**THE TASK:**
Each record below should be printed exactly as it was written.
Top of INPUT FOR THIS TASK
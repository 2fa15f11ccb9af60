//! The `Pool` aggregate: reserves, active liquidity, the current price,
//! fee accumulators, and the tick book. Grounded on Uniswap V3's
//! `pool::PoolState`, stripped of everything RPC-shaped (multicall
//! loading, `Slot0.unlocked`, `LoadingPattern`) since this engine has no
//! chain to talk to — state here is simply constructed and mutated
//! in-process.

use alloy_primitives::U256;

use crate::config::PoolConfig;
use crate::math;
use crate::tick::TickBook;

/// Running counters for [`Pool::apply_swap_with_validation`].
#[derive(Debug, Clone, Copy, Default)]
pub struct ValidationStats {
    pub total_swaps: u64,
    pub amount_out_mismatches: u64,
    pub fee_mismatches: u64,
    pub protocol_fee_mismatches: u64,
    pub exact_matches: u64,
    pub amount_out_diff_total: i128,
    pub fee_diff_total: i128,
    pub protocol_fee_diff_total: i128,
}

/// An in-memory concentrated liquidity pool.
#[derive(Debug, Clone)]
pub struct Pool {
    pub reserve_a: U256,
    pub reserve_b: U256,
    pub sqrt_price_x64: U256,
    pub liquidity: u128,
    pub tick_current: i32,

    pub fee_rate_ppm: u32,
    pub tick_spacing: u32,
    pub protocol_fee_share_numerator: u64,
    pub protocol_fee_share_denominator: u64,

    pub fee_growth_global0_x64: U256,
    pub fee_growth_global1_x64: U256,
    pub total_swap_fee0: U256,
    pub total_swap_fee1: U256,

    pub tick_book: TickBook,
    pub validation_stats: ValidationStats,
}

impl Pool {
    /// Builds a pool from `config`, deriving `tick_current` from
    /// `sqrt_price_x64` so the two stay consistent per the data-model
    /// bracketing invariant.
    pub fn new(config: PoolConfig, sqrt_price_x64: U256) -> Self {
        let tick_current = math::sqrt_price_to_tick_x64(sqrt_price_x64);
        tracing::debug!(
            fee_rate_ppm = config.fee_rate_ppm,
            tick_spacing = config.tick_spacing,
            tick_current,
            "constructed pool"
        );

        Self {
            reserve_a: U256::ZERO,
            reserve_b: U256::ZERO,
            sqrt_price_x64,
            liquidity: 0,
            tick_current,
            fee_rate_ppm: config.fee_rate_ppm,
            tick_spacing: config.tick_spacing,
            protocol_fee_share_numerator: config.protocol_fee_share_numerator,
            protocol_fee_share_denominator: config.protocol_fee_share_denominator,
            fee_growth_global0_x64: U256::ZERO,
            fee_growth_global1_x64: U256::ZERO,
            total_swap_fee0: U256::ZERO,
            total_swap_fee1: U256::ZERO,
            tick_book: TickBook::new(),
            validation_stats: ValidationStats::default(),
        }
    }

    /// Current price, `(sqrt_price_x64 / 2^64)^2`, as an `f64`. For
    /// display/estimation purposes only; never fed back into integer
    /// arithmetic.
    pub fn price(&self) -> f64 {
        let sqrt = self.sqrt_price_x64.to_string().parse::<f64>().unwrap_or(0.0);
        let scale = (2f64).powi(64);
        (sqrt / scale).powi(2)
    }

    pub fn reset_validation_stats(&mut self) {
        self.validation_stats = ValidationStats::default();
    }
}

#[cfg(test)]
mod tests {
    use super::*;
    use crate::math::tick_to_sqrt_price_x64;

    #[test]
    fn new_derives_tick_current_from_price() {
        let sqrt_price = tick_to_sqrt_price_x64(7);
        let pool = Pool::new(PoolConfig::new(100, 60), sqrt_price);
        assert_eq!(pool.tick_current, 7);
    }
}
Bottom of INPUT FOR THIS TASK
**SOLUTION:**
repository 2fa15f11ccb9af60
//! The `Pool` aggregate: reserves, active liquidity, the current price,
//! fee accumulators, and the tick book. Grounded on Uniswap V3's
//! `pool::PoolState`, stripped of everything RPC-shaped (multicall
//! loading, `Slot0.unlocked`, `LoadingPattern`) since this engine has no
//! chain to talk to — state here is simply constructed and mutated
//! in-process.

use alloy_primitives::U256;

use crate::config::PoolConfig;
use crate::math;
use crate::tick::TickBook;

/// Running counters for [`Pool::apply_swap_with_validation`].
#[derive(Debug, Clone, Copy, Default)]
pub struct ValidationStats {
    pub total_swaps: u64,
    pub amount_out_mismatches: u64,
    pub fee_mismatches: u64,
    pub protocol_fee_mismatches: u64,
    pub exact_matches: u64,
    pub amount_out_diff_total: i128,
    pub fee_diff_total: i128,
    pub protocol_fee_diff_total: i128,
}

/// An in-memory concentrated liquidity pool.
#[derive(Debug, Clone)]
pub struct Pool {
    pub reserve_a: U256,
    pub reserve_b: U256,
    pub sqrt_price_x64: U256,
    pub liquidity: u128,
    pub tick_current: i32,

    pub fee_rate_ppm: u32,
    pub tick_spacing: u32,
    pub protocol_fee_share_numerator: u64,
    pub protocol_fee_share_denominator: u64,

    pub fee_growth_global0_x64: U256,
    pub fee_growth_global1_x64: U256,
    pub total_swap_fee0: U256,
    pub total_swap_fee1: U256,

    pub tick_book: TickBook,
    pub validation_stats: ValidationStats,
}

impl Pool {
    /// Builds a pool from `config`, deriving `tick_current` from
    /// `sqrt_price_x64` so the two stay consistent per the data-model
    /// bracketing invariant.
    pub fn new(config: PoolConfig, sqrt_price_x64: U256) -> Self {
        let tick_current = math::sqrt_price_to_tick_x64(sqrt_price_x64);
        tracing::debug!(
            fee_rate_ppm = config.fee_rate_ppm,
            tick_spacing = config.tick_spacing,
            tick_current,
            "constructed pool"
        );

        Self {
            reserve_a: U256::ZERO,
            reserve_b: U256::ZERO,
            sqrt_price_x64,
            liquidity: 0,
            tick_current,
            fee_rate_ppm: config.fee_rate_ppm,
            tick_spacing: config.tick_spacing,
            protocol_fee_share_numerator: config.protocol_fee_share_numerator,
            protocol_fee_share_denominator: config.protocol_fee_share_denominator,
            fee_growth_global0_x64: U256::ZERO,
            fee_growth_global1_x64: U256::ZERO,
            total_swap_fee0: U256::ZERO,
            total_swap_fee1: U256::ZERO,
            tick_book: TickBook::new(),
            validation_stats: ValidationStats::default(),
        }
    }

    /// Current price, `(sqrt_price_x64 / 2^64)^2`, as an `f64`. For
    /// display/estimation purposes only; never fed back into integer
    /// arithmetic.
    pub fn price(&self) -> f64 {
        let sqrt = self.sqrt_price_x64.to_string().parse::<f64>().unwrap_or(0.0);
        let scale = (2f64).powi(64);
        (sqrt / scale).powi(2)
    }

    pub fn reset_validation_stats(&mut self) {
        self.validation_stats = ValidationStats::default();
    }
}

#[cfg(test)]
mod tests {
    use super::*;
    use crate::math::tick_to_sqrt_price_x64;

    #[test]
    fn new_derives_tick_current_from_price() {
        let sqrt_price = tick_to_sqrt_price_x64(7);
        let pool = Pool::new(PoolConfig::new(100, 60), sqrt_price);
        assert_eq!(pool.tick_current, 7);
    }
}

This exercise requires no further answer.